> _SOURCE DATA_
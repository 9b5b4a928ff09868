/// contract schedule - full amortization table for a purchase contract
use vehicle_financing_rs::chrono::Utc;
use vehicle_financing_rs::{AmortizationEngine, FinancingPolicy, FinancingRequest, Money};

fn main() -> Result<(), Box<dyn std::error::Error>> {
    let engine = AmortizationEngine::new(FinancingPolicy::default());

    // customer puts $15,000 down on a $20,000 vehicle over 48 months
    let request = FinancingRequest::new(Money::from_major(20_000))
        .with_down_payment(Money::from_major(15_000))
        .with_term(48);

    // strict entry point: a signing flow must not get an empty schedule
    let schedule = engine.contract_schedule(&request, Utc::now())?;

    println!("monthly payment: {}", schedule.monthly_payment.round_dp(2));
    println!("total debt:      {}", schedule.total_debt.round_dp(2));
    println!();

    for entry in &schedule.entries {
        println!(
            "{}  due {}  capital {:>10}  balance {:>10}",
            entry.description,
            entry.due_date.format("%Y-%m-%d"),
            entry.capital_payment.round_dp(2).to_string(),
            entry.balance.round_dp(2).to_string(),
        );
    }

    Ok(())
}
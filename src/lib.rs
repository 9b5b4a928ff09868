pub mod decimal;
pub mod errors;
pub mod policy;
pub mod quote;
pub mod schedule;
pub mod types;

// re-export key types
pub use decimal::{Money, Rate};
pub use errors::{FinancingError, Result};
pub use policy::FinancingPolicy;
pub use quote::{FinancingQuote, QuoteCalculator};
pub use schedule::{AmortizationEngine, AmortizationEntry, AmortizationSchedule};
pub use types::FinancingRequest;

// re-export external dependencies that users will need
pub use chrono;
pub use rust_decimal::Decimal;
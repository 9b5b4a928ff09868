use rust_decimal_macros::dec;
use serde::{Deserialize, Serialize};

use crate::decimal::{Money, Rate};
use crate::errors::{FinancingError, Result};
use crate::types::FinancingRequest;

/// financing policy
///
/// The named constants that parameterize both calculators: default down
/// payment, default term, monthly interest rate, and the three fee
/// components folded into the financed principal. Passed explicitly to the
/// calculators so tests and multi-tenant deployments can vary the policy
/// without touching the calculation logic.
#[derive(Debug, Clone, Copy, PartialEq, Serialize, Deserialize)]
pub struct FinancingPolicy {
    /// fraction of the vehicle price due upfront when the request carries
    /// no explicit down payment
    pub default_down_payment_rate: Rate,
    pub default_term_months: u32,
    /// interest rate per month, not per year
    pub monthly_interest_rate: Rate,
    /// flat contract-processing fee added to the principal
    pub administrative_fee: Money,
    /// flat fee for the GPS tracking device installed on financed vehicles
    pub tracking_device_fee: Money,
    /// insurance charged as a fraction of the vehicle price
    pub insurance_rate: Rate,
}

impl Default for FinancingPolicy {
    /// the dealership's standard policy: 60% down, 36 months, 1.5%/month,
    /// $386 administrative fee, $686 tracking device, 3% insurance
    fn default() -> Self {
        Self {
            default_down_payment_rate: Rate::from_percentage(dec!(60)),
            default_term_months: 36,
            monthly_interest_rate: Rate::from_percentage(dec!(1.5)),
            administrative_fee: Money::from_major(386),
            tracking_device_fee: Money::from_major(686),
            insurance_rate: Rate::from_percentage(dec!(3)),
        }
    }
}

impl FinancingPolicy {
    /// down payment for a request: explicit override, or the policy
    /// percentage of the vehicle price
    pub fn resolve_down_payment(&self, request: &FinancingRequest) -> Money {
        match request.down_payment {
            Some(down_payment) => down_payment,
            None => request.vehicle_price.apply_rate(self.default_down_payment_rate),
        }
    }

    /// term for a request: explicit positive override, or the policy default
    pub fn resolve_term(&self, request: &FinancingRequest) -> u32 {
        match request.term_months {
            Some(months) if months > 0 => months,
            _ => self.default_term_months,
        }
    }

    /// insurance fee derived from the vehicle price
    pub fn insurance_fee(&self, vehicle_price: Money) -> Money {
        vehicle_price.apply_rate(self.insurance_rate)
    }

    /// amount actually financed: vehicle balance after the down payment,
    /// plus administrative, tracking-device, and insurance fees
    ///
    /// This is the strict path used by contract issuance. A down payment
    /// larger than the price is rejected rather than producing a
    /// negative-balance contract.
    pub fn compute_principal(&self, vehicle_price: Money, down_payment: Money) -> Result<Money> {
        let vehicle_balance = vehicle_price - down_payment;
        if vehicle_balance.is_negative() {
            return Err(FinancingError::DownPaymentExceedsPrice {
                vehicle_price,
                down_payment,
            });
        }

        Ok(vehicle_balance
            + self.administrative_fee
            + self.tracking_device_fee
            + self.insurance_fee(vehicle_price))
    }
}
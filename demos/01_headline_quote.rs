/// headline quote - the "as low as $X/month" figure for catalog cards
use vehicle_financing_rs::{FinancingPolicy, FinancingRequest, Money, QuoteCalculator};

fn main() {
    let calculator = QuoteCalculator::new(FinancingPolicy::default());

    // a $20,000 vehicle with the standard 60% down, 36-month policy
    let request = FinancingRequest::new(Money::from_major(20_000));
    let quote = calculator.quote(&request);

    println!("down payment:    {}", quote.down_payment.round_dp(2));
    println!("term:            {} months", quote.term_months);
    println!("monthly payment: {}", quote.monthly_payment.round_dp(2));
    println!("total debt:      {}", quote.total_debt.round_dp(2));

    // a vehicle with no price yet quotes as zero instead of failing
    let unpriced = calculator.quote(&FinancingRequest::new(Money::ZERO));
    println!("unpriced quote:  {}", unpriced.monthly_payment);
}
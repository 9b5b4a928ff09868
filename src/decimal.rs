use rust_decimal::Decimal;
use serde::{Deserialize, Serialize};
use std::fmt;
use std::ops::{Add, AddAssign, Div, Mul, Neg, Sub, SubAssign};
use std::str::FromStr;

/// Money type with 8 decimal places of internal precision; display values
/// round to cents via [`Money::round_dp`]
#[derive(Debug, Clone, Copy, PartialEq, Eq, PartialOrd, Ord, Serialize, Deserialize, Default)]
pub struct Money(Decimal);

impl Money {
    pub const ZERO: Money = Money(Decimal::ZERO);
    pub const ONE: Money = Money(Decimal::ONE);

    /// create from decimal
    pub fn from_decimal(d: Decimal) -> Self {
        Money(d.round_dp(8))
    }

    /// create from string with exact parsing
    pub fn from_str_exact(s: &str) -> Result<Self, rust_decimal::Error> {
        Ok(Money(Decimal::from_str(s)?.round_dp(8)))
    }

    /// create from whole currency units (dollars, euros, etc)
    pub fn from_major(amount: i64) -> Self {
        Money(Decimal::from(amount))
    }

    /// create from minor units (cents)
    pub fn from_cents(amount: i64) -> Self {
        Money(Decimal::from(amount) / Decimal::from(100))
    }

    /// get underlying decimal
    pub fn as_decimal(&self) -> Decimal {
        self.0
    }

    /// round to specified decimal places
    pub fn round_dp(&self, dp: u32) -> Self {
        Money(self.0.round_dp(dp))
    }

    /// check if zero
    pub fn is_zero(&self) -> bool {
        self.0.is_zero()
    }

    /// check if strictly positive
    pub fn is_positive(&self) -> bool {
        self.0.is_sign_positive() && !self.0.is_zero()
    }

    /// check if negative
    pub fn is_negative(&self) -> bool {
        self.0.is_sign_negative() && !self.0.is_zero()
    }

    /// absolute value
    pub fn abs(&self) -> Self {
        Money(self.0.abs())
    }

    /// minimum of two values
    pub fn min(self, other: Self) -> Self {
        Money(self.0.min(other.0))
    }

    /// maximum of two values
    pub fn max(self, other: Self) -> Self {
        Money(self.0.max(other.0))
    }

    /// apply a rate to this amount (e.g., 3% insurance on vehicle price)
    pub fn apply_rate(&self, rate: Rate) -> Self {
        Money((self.0 * rate.as_decimal()).round_dp(8))
    }
}

impl fmt::Display for Money {
    fn fmt(&self, f: &mut fmt::Formatter<'_>) -> fmt::Result {
        write!(f, "{}", self.0)
    }
}

impl FromStr for Money {
    type Err = rust_decimal::Error;

    fn from_str(s: &str) -> Result<Self, Self::Err> {
        Money::from_str_exact(s)
    }
}

impl From<Decimal> for Money {
    fn from(d: Decimal) -> Self {
        Money::from_decimal(d)
    }
}

impl From<i32> for Money {
    fn from(i: i32) -> Self {
        Money::from_major(i as i64)
    }
}

impl From<u32> for Money {
    fn from(i: u32) -> Self {
        Money::from_major(i as i64)
    }
}

impl Add for Money {
    type Output = Money;

    fn add(self, other: Money) -> Money {
        Money((self.0 + other.0).round_dp(8))
    }
}

impl AddAssign for Money {
    fn add_assign(&mut self, other: Money) {
        self.0 = (self.0 + other.0).round_dp(8);
    }
}

impl Sub for Money {
    type Output = Money;

    fn sub(self, other: Money) -> Money {
        Money((self.0 - other.0).round_dp(8))
    }
}

impl SubAssign for Money {
    fn sub_assign(&mut self, other: Money) {
        self.0 = (self.0 - other.0).round_dp(8);
    }
}

impl Neg for Money {
    type Output = Money;

    fn neg(self) -> Money {
        Money(-self.0)
    }
}

impl Mul<Decimal> for Money {
    type Output = Money;

    fn mul(self, other: Decimal) -> Money {
        Money((self.0 * other).round_dp(8))
    }
}

impl Div<Decimal> for Money {
    type Output = Money;

    fn div(self, other: Decimal) -> Money {
        Money((self.0 / other).round_dp(8))
    }
}

/// rate type for interest rates, fee percentages, and down-payment ratios
#[derive(Debug, Clone, Copy, PartialEq, Eq, PartialOrd, Ord, Serialize, Deserialize, Default)]
pub struct Rate(Decimal);

impl Rate {
    pub const ZERO: Rate = Rate(Decimal::ZERO);
    pub const ONE: Rate = Rate(Decimal::ONE);

    /// create from decimal (e.g., 0.015 for 1.5%)
    pub fn from_decimal(d: Decimal) -> Self {
        Rate(d)
    }

    /// create from percentage (e.g., 1.5 for 1.5%)
    pub fn from_percentage(p: Decimal) -> Self {
        Rate(p / Decimal::from(100))
    }

    /// get as decimal
    pub fn as_decimal(&self) -> Decimal {
        self.0
    }

    /// get as percentage
    pub fn as_percentage(&self) -> Decimal {
        self.0 * Decimal::from(100)
    }

    /// check if zero
    pub fn is_zero(&self) -> bool {
        self.0.is_zero()
    }
}

impl fmt::Display for Rate {
    fn fmt(&self, f: &mut fmt::Formatter<'_>) -> fmt::Result {
        write!(f, "{}%", self.as_percentage())
    }
}

impl From<Decimal> for Rate {
    fn from(d: Decimal) -> Self {
        Rate::from_decimal(d)
    }
}

#[cfg(test)]
mod tests {
    use super::*;
    use rust_decimal_macros::dec;

    #[test]
    fn test_money_precision() {
        let m = Money::from_str_exact("100.123456789").unwrap();
        assert_eq!(m.to_string(), "100.12345679"); // rounded to 8 places
    }

    #[test]
    fn test_cents_conversion() {
        let m = Money::from_cents(1_999_995);
        assert_eq!(m, Money::from_decimal(dec!(19999.95)));
        assert_eq!(Money::from_cents(100), Money::from_major(1));
    }

    #[test]
    fn test_apply_rate() {
        let price = Money::from_major(20_000);
        let insurance = Rate::from_percentage(dec!(3));
        assert_eq!(price.apply_rate(insurance), Money::from_major(600));
    }

    #[test]
    fn test_rate_from_percentage() {
        let monthly = Rate::from_percentage(dec!(1.5));
        assert_eq!(monthly.as_decimal(), dec!(0.015));
        assert_eq!(monthly.as_percentage(), dec!(1.5));
    }

    #[test]
    fn test_money_sign_checks() {
        assert!(!Money::ZERO.is_positive());
        assert!(Money::from_major(1).is_positive());
        assert!((-Money::from_major(1)).is_negative());
    }
}
use chrono::{DateTime, Datelike, Utc};
use rust_decimal::Decimal;
use rust_decimal_macros::dec;
use serde::{Deserialize, Serialize};

use crate::decimal::Money;
use crate::errors::{FinancingError, Result};
use crate::policy::FinancingPolicy;
use crate::types::FinancingRequest;

/// terminal balances below this many currency units snap to zero,
/// absorbing rounding drift accumulated across the schedule
const BALANCE_EPSILON: Decimal = dec!(0.1);

/// one installment row of an amortization schedule
#[derive(Debug, Clone, PartialEq, Serialize, Deserialize)]
pub struct AmortizationEntry {
    /// 1-based installment number
    pub number: u32,
    pub due_date: DateTime<Utc>,
    /// printable label, e.g. "Installment 01 of 36"
    pub description: String,
    pub capital_payment: Money,
    /// total installment amount, constant across a level-payment schedule
    pub amount: Money,
    /// principal remaining after this installment
    pub balance: Money,
}

impl AmortizationEntry {
    pub fn interest_payment(&self) -> Money {
        self.amount - self.capital_payment
    }
}

/// full month-by-month amortization table for a financed vehicle
#[derive(Debug, Clone, PartialEq, Serialize, Deserialize)]
pub struct AmortizationSchedule {
    pub monthly_payment: Money,
    pub down_payment: Money,
    pub term_months: u32,
    pub total_debt: Money,
    pub entries: Vec<AmortizationEntry>,
}

impl AmortizationSchedule {
    /// zeroed schedule with no entries, returned when the input cannot be priced
    pub fn empty() -> Self {
        Self {
            monthly_payment: Money::ZERO,
            down_payment: Money::ZERO,
            term_months: 0,
            total_debt: Money::ZERO,
            entries: Vec::new(),
        }
    }

    pub fn is_empty(&self) -> bool {
        self.entries.is_empty()
    }

    /// get entry for a specific installment number
    pub fn get_entry(&self, number: u32) -> Option<&AmortizationEntry> {
        self.entries.get(number.checked_sub(1)? as usize)
    }

    /// sum of capital portions across the schedule
    pub fn total_capital(&self) -> Money {
        self.entries
            .iter()
            .map(|e| e.capital_payment)
            .fold(Money::ZERO, |acc, x| acc + x)
    }

    /// pretty-printed JSON, for embedding into generated contract documents
    pub fn json(&self) -> String {
        serde_json::to_string_pretty(self).unwrap_or_default()
    }
}

/// amortization engine
///
/// Level-payment (annuity) model used for legal contracts and the detailed
/// simulator: every installment has the same total amount, with interest
/// computed on the remaining balance and the rest applied to capital.
#[derive(Debug, Clone)]
pub struct AmortizationEngine {
    policy: FinancingPolicy,
}

impl AmortizationEngine {
    pub fn new(policy: FinancingPolicy) -> Self {
        Self { policy }
    }

    pub fn policy(&self) -> &FinancingPolicy {
        &self.policy
    }

    /// build the schedule for a request, defensively
    ///
    /// Never fails: a non-positive price or a down payment above the price
    /// yields an empty schedule. This backs the interactive simulator,
    /// which recomputes on every keystroke.
    pub fn schedule(
        &self,
        request: &FinancingRequest,
        issuance_date: DateTime<Utc>,
    ) -> AmortizationSchedule {
        if !request.vehicle_price.is_positive() {
            return AmortizationSchedule::empty();
        }

        let down_payment = self.policy.resolve_down_payment(request);
        let principal = match self.policy.compute_principal(request.vehicle_price, down_payment) {
            Ok(principal) => principal,
            Err(_) => return AmortizationSchedule::empty(),
        };
        let term_months = self.policy.resolve_term(request);

        self.build(principal, down_payment, term_months, issuance_date)
    }

    /// build the schedule for a request, strictly
    ///
    /// Contract-issuance entry point: invalid input raises instead of
    /// zeroing, so a signing flow can never silently produce an empty or
    /// negative-balance contract.
    pub fn contract_schedule(
        &self,
        request: &FinancingRequest,
        issuance_date: DateTime<Utc>,
    ) -> Result<AmortizationSchedule> {
        if !request.vehicle_price.is_positive() {
            return Err(FinancingError::NonPositivePrice {
                vehicle_price: request.vehicle_price,
            });
        }
        if request.term_months == Some(0) {
            return Err(FinancingError::ZeroTerm);
        }

        let down_payment = self.policy.resolve_down_payment(request);
        let principal = self
            .policy
            .compute_principal(request.vehicle_price, down_payment)?;
        let term_months = self.policy.resolve_term(request);

        Ok(self.build(principal, down_payment, term_months, issuance_date))
    }

    fn build(
        &self,
        principal: Money,
        down_payment: Money,
        term_months: u32,
        issuance_date: DateTime<Utc>,
    ) -> AmortizationSchedule {
        let monthly_rate = self.policy.monthly_interest_rate.as_decimal();
        let monthly_payment = level_payment_amount(principal, monthly_rate, term_months);
        let total_debt = monthly_payment * Decimal::from(term_months);

        let mut entries = Vec::with_capacity(term_months as usize);
        let mut balance = principal;

        for number in 1..=term_months {
            let interest_payment = Money::from_decimal(balance.as_decimal() * monthly_rate);
            let capital_payment = monthly_payment - interest_payment;

            balance = balance - capital_payment;
            if balance.as_decimal() < BALANCE_EPSILON {
                balance = Money::ZERO;
            }

            entries.push(AmortizationEntry {
                number,
                due_date: add_months(issuance_date, number),
                description: format!("Installment {:02} of {:02}", number, term_months),
                capital_payment,
                amount: monthly_payment,
                balance,
            });
        }

        AmortizationSchedule {
            monthly_payment,
            down_payment,
            term_months,
            total_debt,
            entries,
        }
    }
}

/// level installment via the annuity formula
/// PMT = P * r * (1 + r)^n / ((1 + r)^n - 1)
fn level_payment_amount(principal: Money, monthly_rate: Decimal, term_months: u32) -> Money {
    if term_months == 0 {
        return principal;
    }

    if monthly_rate.is_zero() {
        return principal / Decimal::from(term_months);
    }

    let base = Decimal::ONE + monthly_rate;
    let mut compound = Decimal::ONE;
    for _ in 0..term_months {
        compound *= base;
    }

    let numerator = principal.as_decimal() * monthly_rate * compound;
    let denominator = compound - Decimal::ONE;

    Money::from_decimal(numerator / denominator)
}

/// add calendar months, clamping the day to the target month's length
fn add_months(date: DateTime<Utc>, months: u32) -> DateTime<Utc> {
    let total = date.year() * 12 + date.month0() as i32 + months as i32;
    let year = total.div_euclid(12);
    let month = total.rem_euclid(12) as u32 + 1;
    let day = date.day().min(days_in_month(year, month));

    date.with_day(1)
        .and_then(|d| d.with_year(year))
        .and_then(|d| d.with_month(month))
        .and_then(|d| d.with_day(day))
        .unwrap_or(date)
}

fn days_in_month(year: i32, month: u32) -> u32 {
    match month {
        1 | 3 | 5 | 7 | 8 | 10 | 12 => 31,
        4 | 6 | 9 | 11 => 30,
        2 => {
            if is_leap_year(year) {
                29
            } else {
                28
            }
        }
        _ => 30,
    }
}

fn is_leap_year(year: i32) -> bool {
    (year % 4 == 0 && year % 100 != 0) || (year % 400 == 0)
}
//! Barcode scan stabilization.
//!
//! Camera detectors report every code they see on every frame, with boxes
//! that jitter and payloads that occasionally misread. [`BarcodeProcessor`]
//! smooths that stream into three states:
//!
//! - [`ProcessorState::Sense`]: nothing usable in the scanner box;
//! - [`ProcessorState::Recognize`]: one code is being confirmed;
//! - [`ProcessorState::Communicate`]: the code was stable long enough.
//!
//! [`ScanSession`] wraps the processor with what a camera callback needs:
//! the current scanner box, the camera-to-overlay mapper, failure routing
//! and a one-shot trigger per confirmed scan.
//!
//! ```
//! use aidscan_barcode::{BarcodeProcessor, Detection, ProcessorState};
//! use aidscan_core::{IdentityMapper, Rect};
//!
//! let region = Rect::new(0.0, 0.0, 300.0, 200.0);
//! let frame = [Detection::new("4006381333931", Rect::new(20.0, 20.0, 280.0, 180.0))];
//! let mut processor = BarcodeProcessor::configure(5);
//!
//! let mut state = ProcessorState::Sense;
//! for _ in 0..6 {
//!     state = processor.process(&frame, &IdentityMapper, &region)?.unwrap_or(state);
//! }
//! assert!(matches!(state, ProcessorState::Communicate { .. }));
//! # Ok::<(), aidscan_core::MapError>(())
//! ```

mod params;
mod processor;
mod session;
mod types;

pub use params::{ProcessorParams, MIN_TARGET_FRAMES};
pub use processor::BarcodeProcessor;
pub use session::{DetectorError, FrameFailure, FrameOutcome, ScanSession};
pub use types::{ActivityChange, CandidateCount, Detection, ProcessorState};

> _YOUR GOAL_
From the lines above, copy those that contain the word "errors".

> _RESPONSE_
pub mod errors;
pub use errors::{FinancingError, Result};
use crate::errors::{FinancingError, Result};
use crate::errors::{FinancingError, Result};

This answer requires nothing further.